Write out all entries word for word.

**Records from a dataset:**
----------

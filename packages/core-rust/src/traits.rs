use std::sync::Arc;
use std::time::Duration;

use crate::error::SelectionError;
use crate::instance::ServiceInstance;
use crate::selection::{PickRequest, SelectionCriteria};

/// Instance selection algorithm (round robin, random, session stickiness, ...).
///
/// A strategy sees the already-filtered candidate list and returns one of them.
pub trait Strategy: Send + Sync {
    /// Registered name of the strategy.
    fn name(&self) -> &str;

    /// Picks one instance from `instances`, or `None` if it cannot choose.
    fn pick(&self, instances: &[ServiceInstance], request: &PickRequest<'_>) -> Option<ServiceInstance>;
}

/// Constructs a fresh strategy value for one selection.
pub type StrategyFactory = Arc<dyn Fn() -> Box<dyn Strategy> + Send + Sync>;

/// Builds scoped selection contexts from per-attempt criteria.
pub trait SelectionEngine: Send + Sync {
    /// Builds a context for one pick.
    ///
    /// # Errors
    ///
    /// Returns a `SelectionError` if the criteria cannot be turned into a context.
    fn build(&self, criteria: SelectionCriteria) -> Result<Box<dyn SelectionContext>, SelectionError>;
}

/// Single-use context that picks exactly one instance.
pub trait SelectionContext: Send {
    /// Picks one live instance.
    ///
    /// # Errors
    ///
    /// Returns `SelectionError::NoInstance` when no candidate is left, or a
    /// registry/strategy error.
    fn pick(&mut self) -> Result<ServiceInstance, SelectionError>;
}

/// Source of the live instance set per service.
pub trait InstanceRegistry: Send + Sync {
    /// Returns a snapshot of the instances currently known for `service`.
    fn instances(&self, service: &str) -> anyhow::Result<Vec<ServiceInstance>>;
}

/// Delay between same-instance attempts.
pub trait BackoffPolicy: Send + Sync {
    /// Delay to wait after the `attempt`-th failed attempt (1-based).
    /// `None` means give up retrying on this instance.
    fn next_delay(&self, attempt: u32) -> Option<Duration>;
}

/// Load-balancing configuration as seen by the router.
///
/// Every per-call setting is resolved for a (source, target) service pair.
pub trait ConfigProvider: Send + Sync {
    fn retry_enabled(&self, source: &str, target: &str) -> bool;

    /// Extra attempts on the same instance within one round.
    fn retry_on_same(&self, source: &str, target: &str) -> u32;

    /// Extra rounds, each on a freshly selected instance.
    fn retry_on_next(&self, source: &str, target: &str) -> u32;

    fn backoff_policy(&self, source: &str, target: &str) -> Box<dyn BackoffPolicy>;

    fn default_strategy_name(&self, source: &str, target: &str) -> String;

    /// Ordered filter names applied when a call specifies none.
    fn default_filters(&self) -> Vec<String>;

    /// Preferred transport for calls to `target`; empty when unset.
    fn preferred_transport(&self, target: &str) -> String;
}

----------

**Response area:**
filename packages/core-rust/src/traits.rs
use std::sync::Arc;
use std::time::Duration;

use crate::error::SelectionError;
use crate::instance::ServiceInstance;
use crate::selection::{PickRequest, SelectionCriteria};

/// Instance selection algorithm (round robin, random, session stickiness, ...).
///
/// A strategy sees the already-filtered candidate list and returns one of them.
pub trait Strategy: Send + Sync {
    /// Registered name of the strategy.
    fn name(&self) -> &str;

    /// Picks one instance from `instances`, or `None` if it cannot choose.
    fn pick(&self, instances: &[ServiceInstance], request: &PickRequest<'_>) -> Option<ServiceInstance>;
}

/// Constructs a fresh strategy value for one selection.
pub type StrategyFactory = Arc<dyn Fn() -> Box<dyn Strategy> + Send + Sync>;

/// Builds scoped selection contexts from per-attempt criteria.
pub trait SelectionEngine: Send + Sync {
    /// Builds a context for one pick.
    ///
    /// # Errors
    ///
    /// Returns a `SelectionError` if the criteria cannot be turned into a context.
    fn build(&self, criteria: SelectionCriteria) -> Result<Box<dyn SelectionContext>, SelectionError>;
}

/// Single-use context that picks exactly one instance.
pub trait SelectionContext: Send {
    /// Picks one live instance.
    ///
    /// # Errors
    ///
    /// Returns `SelectionError::NoInstance` when no candidate is left, or a
    /// registry/strategy error.
    fn pick(&mut self) -> Result<ServiceInstance, SelectionError>;
}

/// Source of the live instance set per service.
pub trait InstanceRegistry: Send + Sync {
    /// Returns a snapshot of the instances currently known for `service`.
    fn instances(&self, service: &str) -> anyhow::Result<Vec<ServiceInstance>>;
}

/// Delay between same-instance attempts.
pub trait BackoffPolicy: Send + Sync {
    /// Delay to wait after the `attempt`-th failed attempt (1-based).
    /// `None` means give up retrying on this instance.
    fn next_delay(&self, attempt: u32) -> Option<Duration>;
}

/// Load-balancing configuration as seen by the router.
///
/// Every per-call setting is resolved for a (source, target) service pair.
pub trait ConfigProvider: Send + Sync {
    fn retry_enabled(&self, source: &str, target: &str) -> bool;

    /// Extra attempts on the same instance within one round.
    fn retry_on_same(&self, source: &str, target: &str) -> u32;

    /// Extra rounds, each on a freshly selected instance.
    fn retry_on_next(&self, source: &str, target: &str) -> u32;

    fn backoff_policy(&self, source: &str, target: &str) -> Box<dyn BackoffPolicy>;

    fn default_strategy_name(&self, source: &str, target: &str) -> String;

    /// Ordered filter names applied when a call specifies none.
    fn default_filters(&self) -> Vec<String>;

    /// Preferred transport for calls to `target`; empty when unset.
    fn preferred_transport(&self, target: &str) -> String;
}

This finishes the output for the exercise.